* Your instructions:
From the entries below, return only the lines starting at the one that contains "Eq, Serialize, Deserialize)]" and ending at the one that contains "when at least", exactly as they stand.

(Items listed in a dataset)
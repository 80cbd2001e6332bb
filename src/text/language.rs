//! Coarse language guess for reporting.

use serde::{Deserialize, Serialize};

/// Words common in Portuguese customer email.
const PORTUGUESE_MARKERS: &[&str] = &[
    "você",
    "obrigado",
    "segue",
    "anexo",
    "favor",
    "prazo",
    "atualização",
    "dúvida",
    "chamado",
];

/// Markers needed before text is reported as Portuguese.
const MIN_MARKERS: usize = 2;

#[derive(Debug, Clone, Copy, PartialEq, Eq, Serialize, Deserialize)]
#[serde(rename_all = "lowercase")]
pub enum Language {
    Pt,
    En,
}

/// `Pt` when at least two Portuguese markers appear as substrings, else `En`.
pub fn detect_language(text: &str) -> Language {
    let lower = text.to_lowercase();
    let hits = PORTUGUESE_MARKERS
        .iter()
        .filter(|marker| lower.contains(*marker))
        .count();
    if hits >= MIN_MARKERS {
        Language::Pt
    } else {
        Language::En
    }
}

* Output for this task:
#[derive(Debug, Clone, Copy, PartialEq, Eq, Serialize, Deserialize)]
#[serde(rename_all = "lowercase")]
pub enum Language {
    Pt,
    En,
}

/// `Pt` when at least two Portuguese markers appear as substrings, else `En`.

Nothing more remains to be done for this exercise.